(THE DATA begins)

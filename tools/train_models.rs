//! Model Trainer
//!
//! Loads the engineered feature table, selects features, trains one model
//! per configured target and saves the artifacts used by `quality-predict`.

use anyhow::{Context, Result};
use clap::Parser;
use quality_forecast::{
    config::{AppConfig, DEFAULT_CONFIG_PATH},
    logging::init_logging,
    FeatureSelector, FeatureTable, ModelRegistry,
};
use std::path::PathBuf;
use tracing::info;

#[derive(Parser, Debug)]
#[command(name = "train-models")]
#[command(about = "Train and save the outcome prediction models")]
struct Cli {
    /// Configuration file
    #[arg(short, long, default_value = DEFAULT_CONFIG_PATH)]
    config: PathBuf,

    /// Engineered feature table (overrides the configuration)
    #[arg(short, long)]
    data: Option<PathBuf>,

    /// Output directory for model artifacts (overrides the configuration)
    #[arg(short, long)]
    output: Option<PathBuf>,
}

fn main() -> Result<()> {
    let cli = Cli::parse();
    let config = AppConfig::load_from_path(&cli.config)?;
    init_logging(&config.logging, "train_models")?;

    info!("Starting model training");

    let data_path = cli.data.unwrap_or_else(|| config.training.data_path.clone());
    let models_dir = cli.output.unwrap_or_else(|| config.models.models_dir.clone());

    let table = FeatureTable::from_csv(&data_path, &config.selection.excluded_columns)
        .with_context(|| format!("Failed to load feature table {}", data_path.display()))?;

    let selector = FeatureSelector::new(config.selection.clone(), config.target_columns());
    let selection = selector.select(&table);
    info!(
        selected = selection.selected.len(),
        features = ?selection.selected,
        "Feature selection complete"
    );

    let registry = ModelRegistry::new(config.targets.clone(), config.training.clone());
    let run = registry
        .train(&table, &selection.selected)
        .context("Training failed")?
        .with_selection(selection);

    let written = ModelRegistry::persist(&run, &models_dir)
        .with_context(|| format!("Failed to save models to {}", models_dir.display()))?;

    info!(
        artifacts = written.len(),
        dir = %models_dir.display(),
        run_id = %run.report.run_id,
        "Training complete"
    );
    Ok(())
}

(THE DATA ends)

Looking at the records above, how many lines contain "written"? Only the number is needed.

2